O mundo parece ter ficado virado do avesso. Os agricultores transformaram-se em pescadores e, agora, onde antes cultivavam a terra procuram peixe. Nas machambas (terras agrícolas) inundadas, navegam canoas a remos apetrechadas com canas de pesca.
A paisagem ao longo da Estrada Nacional 6, que liga a Beira a Maputo, transformou-se radicalmente após a passagem do ciclone Idai, que devastou o centro de Moçambique no passado dia 14 de março.

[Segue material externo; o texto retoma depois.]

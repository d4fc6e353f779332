use std::collections::BTreeSet;
use std::str::FromStr;

use crate::error::{PlannerError, Result};
use crate::models::{PreferencesDraft, SubmittedPreferences, Weekday};
use crate::planner::constants::{
    CALORIE_TARGET_STEP, COOKING_TIME_STEP, MAX_CALORIE_TARGET, MAX_COOKING_TIME, MIN_ADULTS,
    MIN_CALORIE_TARGET, MIN_COOKING_TIME,
};

/// A single-valued field change.
#[derive(Debug, Clone, PartialEq, Eq)]
pub enum DraftUpdate {
    Goal(String),
    Adults(u32),
    Kids(u32),
    CookingTime(u32),
    CalorieTarget(u32),
    Budget(u32),
    DeliveryDay(Weekday),
}

impl DraftUpdate {
    /// Build an update from a field name and raw value.
    ///
    /// Field names ignore case, `_` and `-`, so "cookingTime",
    /// "cooking_time" and "cooking-time" are the same field.
    pub fn parse(field: &str, value: &str) -> Result<Self> {
        let value = value.trim();
        match normalize_field(field).as_str() {
            "goal" => Ok(DraftUpdate::Goal(value.to_string())),
            "adults" => parse_count(field, value).map(DraftUpdate::Adults),
            "kids" => parse_count(field, value).map(DraftUpdate::Kids),
            "cookingtime" => parse_count(field, value).map(DraftUpdate::CookingTime),
            "calorietarget" => parse_count(field, value).map(DraftUpdate::CalorieTarget),
            "budget" => parse_count(field, value).map(DraftUpdate::Budget),
            "deliveryday" => value.parse::<Weekday>().map(DraftUpdate::DeliveryDay),
            _ => Err(PlannerError::UnknownField(field.to_string())),
        }
    }
}

/// A set-valued field that is edited by toggling.
#[derive(Debug, Clone, Copy, PartialEq, Eq)]
pub enum MultiValueField {
    DietaryRestrictions,
    Allergies,
    CuisinePreferences,
}

impl FromStr for MultiValueField {
    type Err = PlannerError;

    fn from_str(s: &str) -> Result<Self> {
        match normalize_field(s).as_str() {
            "dietaryrestrictions" => Ok(MultiValueField::DietaryRestrictions),
            "allergies" => Ok(MultiValueField::Allergies),
            "cuisinepreferences" => Ok(MultiValueField::CuisinePreferences),
            _ => Err(PlannerError::UnknownField(s.to_string())),
        }
    }
}

impl PreferencesDraft {
    /// A draft holding the defaults.
    pub fn new() -> Self {
        Self::default()
    }

    /// Apply one field change.
    ///
    /// Numeric fields are kept in range: adults at least 1, cooking time in
    /// [10, 120] on a 5 minute step, calorie target in [1200, 4000] on a
    /// 50 calorie step.
    pub fn set_field(&mut self, update: DraftUpdate) {
        match update {
            DraftUpdate::Goal(goal) => self.goal = goal,
            DraftUpdate::Adults(n) => self.adults = n.max(MIN_ADULTS),
            DraftUpdate::Kids(n) => self.kids = n,
            DraftUpdate::CookingTime(minutes) => {
                self.cooking_time =
                    snap_to_step(minutes, MIN_COOKING_TIME, MAX_COOKING_TIME, COOKING_TIME_STEP)
            }
            DraftUpdate::CalorieTarget(calories) => {
                self.calorie_target = snap_to_step(
                    calories,
                    MIN_CALORIE_TARGET,
                    MAX_CALORIE_TARGET,
                    CALORIE_TARGET_STEP,
                )
            }
            DraftUpdate::Budget(amount) => self.budget = amount,
            DraftUpdate::DeliveryDay(day) => self.delivery_day = day,
        }
    }

    /// Parse and apply a field change given as text.
    pub fn set_field_str(&mut self, field: &str, value: &str) -> Result<()> {
        let update = DraftUpdate::parse(field, value)?;
        self.set_field(update);
        Ok(())
    }

    /// Add `value` to the field if absent, remove it if present.
    ///
    /// Returns whether the value is present afterwards.
    pub fn toggle_multi_value(&mut self, field: MultiValueField, value: &str) -> Result<bool> {
        let value = value.trim();
        if value.is_empty() {
            return Err(PlannerError::InvalidInput(
                "Cannot toggle an empty value".to_string(),
            ));
        }

        let set = self.multi_value_mut(field);
        if set.remove(value) {
            Ok(false)
        } else {
            set.insert(value.to_string());
            Ok(true)
        }
    }

    /// Restore every field to its default.
    pub fn reset(&mut self) {
        *self = Self::default();
        tracing::debug!("preferences draft reset");
    }

    /// Freeze the draft for hand-off to plan generation.
    pub fn submit(self) -> SubmittedPreferences {
        tracing::info!(
            goal = self.goal.as_str(),
            adults = self.adults,
            kids = self.kids,
            calorie_target = self.calorie_target,
            budget = self.budget,
            delivery_day = %self.delivery_day,
            "preferences submitted"
        );
        SubmittedPreferences::new(self)
    }

    fn multi_value_mut(&mut self, field: MultiValueField) -> &mut BTreeSet<String> {
        match field {
            MultiValueField::DietaryRestrictions => &mut self.dietary_restrictions,
            MultiValueField::Allergies => &mut self.allergies,
            MultiValueField::CuisinePreferences => &mut self.cuisine_preferences,
        }
    }
}

fn normalize_field(field: &str) -> String {
    field
        .trim()
        .chars()
        .filter(|c| *c != '_' && *c != '-')
        .collect::<String>()
        .to_lowercase()
}

fn parse_count(field: &str, value: &str) -> Result<u32> {
    value.parse().map_err(|_| {
        PlannerError::InvalidInput(format!("'{}' is not a whole number for {}", value, field))
    })
}

/// Clamp to the allowed range, then round to the nearest step.
/// Clamp into `[min, max]`, then round to the nearest multiple of `step`.
fn snap_to_step(value: u32, min: u32, max: u32, step: u32) -> u32 {
    let clamped = value.clamp(min, max);
    let snapped = (clamped + step / 2) / step * step;
    snapped.clamp(min, max)
}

A autoestrada de construção chinesa esteve encerrada mais de uma semana devido à destruição provocada pela tempestade. Abriram-se crateras em alguns troços, enquanto outros ficaram submersos. Agora, circula-se normalmente nesta via rápida com duas faixas de rodagem em cada sentido, divididas por um separador central. A inauguração dos modernos pórticos de portagem, alguns deles também maltratados pelo furacão, será previsivelmente adiada.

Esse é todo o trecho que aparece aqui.